Mcu-Knockdown Attenuates High Glucose-Induced Inflammation Through Regulating Mapks/Nf-Κb Pathways and Ros Production in Hepg2 Cells Publisher Pubmed



Panahi G¹ ; Pasalar P¹ ; Zare M² ; Rizzuto R³ ; Meshkani R¹ Show Affiliations
Source: PLoS ONE Published:2018

Abstract

Mitochondrial Ca2+ is a key regulator of organelle physiology and the excessive increase in mitochondrial calcium is associated with the oxidative stress. In the present study, we investigated the molecular mechanisms linking mitochondrial calcium to inflammatory and coagulative responses in hepatocytes exposed to high glucose (HG) (33mM glucose). Treatment of HepG2 cells with HG for 24 h induced insulin resistance, as demonstrated by an impairment of insulin-stimulated Akt phosphorylation.
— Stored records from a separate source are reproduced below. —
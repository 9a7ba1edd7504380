//! Claude Code adapter.
//!
//! Launches the interactive `claude` TUI. The TUI ignores prompts passed on
//! the command line in interactive mode, so the prompt is typed into the
//! session once it reports ready (see [`crate::delivery`]).
//!
//! Typical screen fragments after ANSI stripping:
//!
//! ```text
//! ⏺ I'll look at the failing test first.
//! ⏺ Bash(cargo test -p core)
//!   ⎿  test result: FAILED. 3 passed; 1 failed
//! ⏺ Update(src/lib.rs)
//! │ Do you want to make this edit to lib.rs?
//! ✻ Pondering… (12s · esc to interrupt)
//! ⏸ plan mode on (shift+tab to cycle)
//! >
//!   ? for shortcuts
//! ```

use std::collections::HashMap;
use std::sync::Arc;

use regex::Regex;

use super::trait_def::{Adapter, ChunkScanner, EventStream, RawStream, ScanState, scan_stream};
use super::types::{AgentEvent, AgentKind, AgentMode, FileAction, SpawnOptions};
use crate::config::AgentConfig;

/// Adapter for [Claude Code](https://docs.anthropic.com/en/docs/claude-code).
#[derive(Debug, Clone)]
pub struct ClaudeAdapter {
    /// Executable; defaults to `"claude"` (found via `$PATH`).
    binary: String,
    /// Arguments placed before the adapter's own flags.
    base_args: Vec<String>,
    env: HashMap<String, String>,
    scanner: Arc<ClaudeScanner>,
}

impl ClaudeAdapter {
    pub const DEFAULT_BINARY: &str = "claude";

    pub fn new() -> Self {
        Self::from_config(&AgentConfig::default())
    }

    /// Create an adapter that runs a custom executable.
    pub fn with_binary(path: impl Into<String>) -> Self {
        Self {
            binary: path.into(),
            ..Self::new()
        }
    }

    pub fn from_config(config: &AgentConfig) -> Self {
        Self {
            binary: config
                .binary
                .clone()
                .unwrap_or_else(|| Self::DEFAULT_BINARY.to_string()),
            base_args: config.args.clone(),
            env: config.env.clone().into_iter().collect(),
            scanner: Arc::new(ClaudeScanner::new()),
        }
    }
}

impl Default for ClaudeAdapter {
    fn default() -> Self {
        Self::new()
    }
}

impl Adapter for ClaudeAdapter {
    fn agent(&self) -> AgentKind {
        AgentKind::Claude
    }

    fn build_command(&self) -> String {
        self.binary.clone()
    }

    fn build_args(&self, options: &SpawnOptions) -> Vec<String> {
        let mut args = self.base_args.clone();
        if !options.allowed_tools.is_empty() {
            args.push("--allowedTools".to_string());
            args.push(options.allowed_tools.join(","));
        }
        args.extend(options.args.iter().cloned());
        args
    }

    fn build_env(&self) -> HashMap<String, String> {
        self.env.clone()
    }

    fn interactive_prompt(&self) -> bool {
        true
    }

    fn parse(&self, raw: RawStream) -> EventStream {
        scan_stream(Arc::clone(&self.scanner), raw)
    }
}

/// Marker recognition for the Claude Code TUI.
#[derive(Debug)]
pub struct ClaudeScanner {
    re_error: Regex,
    re_tool: Regex,
    re_tool_result: Regex,
    re_permission: Regex,
    re_complete: Regex,
    re_thinking: Regex,
    re_plan_mode: Regex,
    re_execute_mode: Regex,
    re_footer: Regex,
    re_input_box: Regex,
    re_bullet: Regex,
}

impl ClaudeScanner {
    pub fn new() -> Self {
        Self {
            re_error: Regex::new(r"^(?:⏺\s*)?(?:API Error\b|Error:)").expect("hardcoded regex"),
            re_tool: Regex::new(r"^⏺\s*([A-Za-z][\w-]*)\((.*)\)$").expect("hardcoded regex"),
            re_tool_result: Regex::new(r"^⎿\s*(.*)$").expect("hardcoded regex"),
            re_permission: Regex::new(r"(?i)^(?:│\s*)?Do you want to .+\?").expect("hardcoded regex"),
            re_complete: Regex::new(
                r"(?i)^(?:[✻✽✶✳✢*·]\s*)?(?:worked|cooked|baked|brewed|churned|crunched|sautéed) for \d",
            )
            .expect("hardcoded regex"),
            re_thinking: Regex::new(r"(?i)esc to interrupt|^[✻✽✶✳✢·]\s*\w+…")
                .expect("hardcoded regex"),
            re_plan_mode: Regex::new(r"(?i)plan mode on").expect("hardcoded regex"),
            re_execute_mode: Regex::new(r"(?i)(?:accept edits|bypass permissions) on")
                .expect("hardcoded regex"),
            re_footer: Regex::new(r"(?i)^\?\s*for shortcuts").expect("hardcoded regex"),
            re_input_box: Regex::new(r"^│?\s*>\s*│?$").expect("hardcoded regex"),
            re_bullet: Regex::new(r"^⏺\s*(.+)$").expect("hardcoded regex"),
        }
    }

    fn tool_events(tool: &str, input: &str) -> Vec<AgentEvent> {
        let mut events = vec![AgentEvent::ToolStart {
            tool: tool.to_string(),
            input: input.to_string(),
        }];
        match tool {
            "Bash" => events.push(AgentEvent::CommandRun {
                command: input.to_string(),
            }),
            "Edit" | "Update" | "MultiEdit" => events.push(AgentEvent::FileEdit {
                path: input.to_string(),
                action: FileAction::Edit,
            }),
            "Write" => events.push(AgentEvent::FileEdit {
                path: input.to_string(),
                action: FileAction::Write,
            }),
            _ => {}
        }
        events
    }
}

impl Default for ClaudeScanner {
    fn default() -> Self {
        Self::new()
    }
}

impl ChunkScanner for ClaudeScanner {
    fn scan_line(&self, state: &mut ScanState, line: &str) -> Option<Vec<AgentEvent>> {
        if self.re_error.is_match(line) {
            let message = line.trim_start_matches('⏺').trim().to_string();
            return Some(vec![AgentEvent::Error { message }]);
        }

        if let Some(caps) = self.re_tool.captures(line) {
            let tool = caps[1].to_string();
            let events = Self::tool_events(&tool, caps[2].trim());
            state.last_tool = Some(tool);
            return Some(events);
        }

        if let Some(caps) = self.re_tool_result.captures(line) {
            return Some(vec![AgentEvent::ToolEnd {
                tool: state.last_tool.clone().unwrap_or_else(|| "unknown".to_string()),
                output: caps[1].trim().to_string(),
            }]);
        }

        if self.re_permission.is_match(line) {
            return Some(vec![AgentEvent::PermissionRequest {
                tool: state.last_tool.clone().unwrap_or_else(|| "unknown".to_string()),
                details: line.trim_start_matches('│').trim().to_string(),
            }]);
        }

        if self.re_complete.is_match(line) {
            return Some(vec![AgentEvent::TaskComplete]);
        }

        if self.re_thinking.is_match(line) {
            return Some(vec![AgentEvent::Thinking]);
        }

        if self.re_plan_mode.is_match(line) {
            state.mode = Some(AgentMode::Plan);
            return Some(vec![AgentEvent::ModeChange {
                mode: AgentMode::Plan,
            }]);
        }

        if self.re_execute_mode.is_match(line) {
            state.mode = Some(AgentMode::Execute);
            return Some(vec![AgentEvent::ModeChange {
                mode: AgentMode::Execute,
            }]);
        }

        // The bare shortcuts footer only shows in the default mode.
        if self.re_footer.is_match(line) {
            let mut events = vec![AgentEvent::Ready];
            if matches!(state.mode, Some(AgentMode::Plan | AgentMode::Execute)) {
                events.push(AgentEvent::ModeChange {
                    mode: AgentMode::Idle,
                });
            }
            state.mode = Some(AgentMode::Idle);
            return Some(events);
        }

        if self.re_input_box.is_match(line) {
            return Some(vec![AgentEvent::Ready]);
        }

        if let Some(caps) = self.re_bullet.captures(line) {
            let text = caps[1].trim().to_string();
            let event = if text.ends_with('?') {
                AgentEvent::Question { text }
            } else {
                AgentEvent::Message { content: text }
            };
            return Some(vec![event]);
        }

        None
    }
}
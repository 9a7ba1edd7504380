//! Prompt delivery for agents that read their initial prompt interactively.
//!
//! A delivery is a small state machine:
//!
//! ```text
//! pending --(first Ready event | ready timeout)--> delivering --> done
//!    |                                                 |
//!    +--(teardown / stream ended)--> cancelled         +--(teardown / write error)--> abandoned
//! ```
//!
//! While pending, a ready watcher and a timer race; the first to resolve
//! wins and the other is dropped with the `select!`. Delivery then writes
//! the prompt in fixed-size chunks separated by a short delay, followed by a
//! single newline to submit it.

use std::fmt;
use std::sync::Arc;
use std::time::Duration;

use anyhow::Result;
use async_trait::async_trait;
use tokio::sync::broadcast;
use tokio_util::sync::CancellationToken;
use tracing::{debug, info, warn};

use crate::adapter::AgentEvent;

/// Timing and sizing of interactive prompt delivery.
#[derive(Debug, Clone, Copy, PartialEq, Eq)]
pub struct DeliveryConfig {
    /// How long to wait for a `Ready` event before delivering anyway.
    pub ready_timeout: Duration,
    /// Maximum characters per write.
    pub chunk_size: usize,
    /// Pause between two consecutive chunks.
    pub chunk_delay: Duration,
}

impl Default for DeliveryConfig {
    fn default() -> Self {
        Self {
            ready_timeout: Duration::from_secs(15),
            chunk_size: 1024,
            chunk_delay: Duration::from_millis(10),
        }
    }
}

/// What ended the pending phase.
#[derive(Debug, Clone, Copy, PartialEq, Eq)]
pub enum DeliveryTrigger {
    Ready,
    Timeout,
}

impl fmt::Display for DeliveryTrigger {
    fn fmt(&self, f: &mut fmt::Formatter<'_>) -> fmt::Result {
        f.write_str(match self {
            DeliveryTrigger::Ready => "ready",
            DeliveryTrigger::Timeout => "timeout",
        })
    }
}

/// Terminal state of one delivery.
#[derive(Debug, Clone, Copy, PartialEq, Eq)]
pub enum DeliveryOutcome {
    /// Every chunk and the submitting newline were written.
    Delivered {
        trigger: DeliveryTrigger,
        chunks: usize,
    },
    /// The session was torn down while the delivery was pending.
    Cancelled,
    /// The event stream closed (process exit) while pending.
    StreamEnded,
    /// Delivery started but stopped early after `sent` chunks, because the
    /// session was torn down or a write failed.
    Abandoned { sent: usize },
}

impl DeliveryOutcome {
    pub fn is_delivered(&self) -> bool {
        matches!(self, DeliveryOutcome::Delivered { .. })
    }
}

/// Where prompt text is written. Implemented by
/// [`AgentSession`](crate::session::AgentSession).
#[async_trait]
pub trait PromptSink: Send + Sync {
    async fn send(&self, text: &str) -> Result<()>;
}

/// Split `prompt` into chunks of at most `chunk_size` characters.
///
/// Splits on `char` boundaries, so multi-byte characters are never cut.
pub fn chunk_prompt(prompt: &str, chunk_size: usize) -> Vec<String> {
    let chars: Vec<char> = prompt.chars().collect();
    chars
        .chunks(chunk_size.max(1))
        .map(|chunk| chunk.iter().collect())
        .collect()
}

/// One scheduled prompt delivery.
pub struct PromptDelivery {
    pub prompt: String,
    pub config: DeliveryConfig,
    /// Cancelled by teardown while pending.
    pub pending: CancellationToken,
    /// Cancelled by teardown at any time; checked before every write.
    pub lifetime: CancellationToken,
}

impl PromptDelivery {
    /// Run the delivery to completion.
    ///
    /// `events` must be subscribed before the session's producer starts,
    /// or an early `Ready` can be missed. `on_start` runs once, when the
    /// pending phase is won and before the first write.
    pub async fn run<F>(
        self,
        sink: Arc<dyn PromptSink>,
        mut events: broadcast::Receiver<AgentEvent>,
        on_start: F,
    ) -> DeliveryOutcome
    where
        F: FnOnce() + Send,
    {
        let trigger = tokio::select! {
            biased;
            _ = self.pending.cancelled() => return DeliveryOutcome::Cancelled,
            ready = wait_for_ready(&mut events) => {
                if !ready {
                    return DeliveryOutcome::StreamEnded;
                }
                DeliveryTrigger::Ready
            }
            _ = tokio::time::sleep(self.config.ready_timeout) => DeliveryTrigger::Timeout,
        };
        drop(events);
        on_start();
        info!(trigger = %trigger, chars = self.prompt.chars().count(), "delivering prompt");

        self.deliver(sink.as_ref(), trigger).await
    }

    async fn deliver(&self, sink: &dyn PromptSink, trigger: DeliveryTrigger) -> DeliveryOutcome {
        let chunks = chunk_prompt(&self.prompt, self.config.chunk_size);
        let total = chunks.len();

        for (index, chunk) in chunks.iter().enumerate() {
            if self.lifetime.is_cancelled() {
                return DeliveryOutcome::Abandoned { sent: index };
            }
            if let Err(e) = sink.send(chunk).await {
                warn!(error = %e, sent = index, "prompt chunk write failed, abandoning delivery");
                return DeliveryOutcome::Abandoned { sent: index };
            }
            if index + 1 < total {
                tokio::select! {
                    biased;
                    _ = self.lifetime.cancelled() => {
                        return DeliveryOutcome::Abandoned { sent: index + 1 };
                    }
                    _ = tokio::time::sleep(self.config.chunk_delay) => {}
                }
            }
        }

        if self.lifetime.is_cancelled() {
            return DeliveryOutcome::Abandoned { sent: total };
        }
        if let Err(e) = sink.send("\n").await {
            warn!(error = %e, "prompt submit failed, abandoning delivery");
            return DeliveryOutcome::Abandoned { sent: total };
        }
        DeliveryOutcome::Delivered {
            trigger,
            chunks: total,
        }
    }
}

/// Resolve `true` on the first `Ready` event, `false` once the stream closes.
async fn wait_for_ready(events: &mut broadcast::Receiver<AgentEvent>) -> bool {
    loop {
        match events.recv().await {
            Ok(event) if event.is_ready() => return true,
            Ok(_) => {}
            Err(broadcast::error::RecvError::Lagged(skipped)) => {
                debug!(skipped, "ready watcher lagged");
            }
            Err(broadcast::error::RecvError::Closed) => return false,
        }
    }
}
HepG2 treatment with HG led to an increase in mitochondrial Ca2+ uptake, while cytosolic calcium remained unchanged. Inhibition of MCU by lentiviral-mediated shRNA prevented mitochondrial calcium uptake and downregulated the inflammatory (TNF-α, IL-6) and coagulative (PAI-1 and FGA) mRNA expression in HepG2 cells exposed to HG. The protection from HG-induced inflammation by MCU inhibition was accompanied by a decrease in the generation of reactive oxygen species (ROS). Importantly, MCU inhibition in HepG2 cells abrogated the phosphorylation of p38, JNK and IKKα/IKKβ in HG treated cells. Taken together, these data suggest that MCU inhibition may represent a promising therapy for prevention of deleterious effects of obesity and metabolic diseases. © 2018 Panahi et al. This is an open access article distributed under the terms of the Creative Commons Attribution License, which permits unrestricted use, distribution, and reproduction in any medium, provided the original author and source are credited.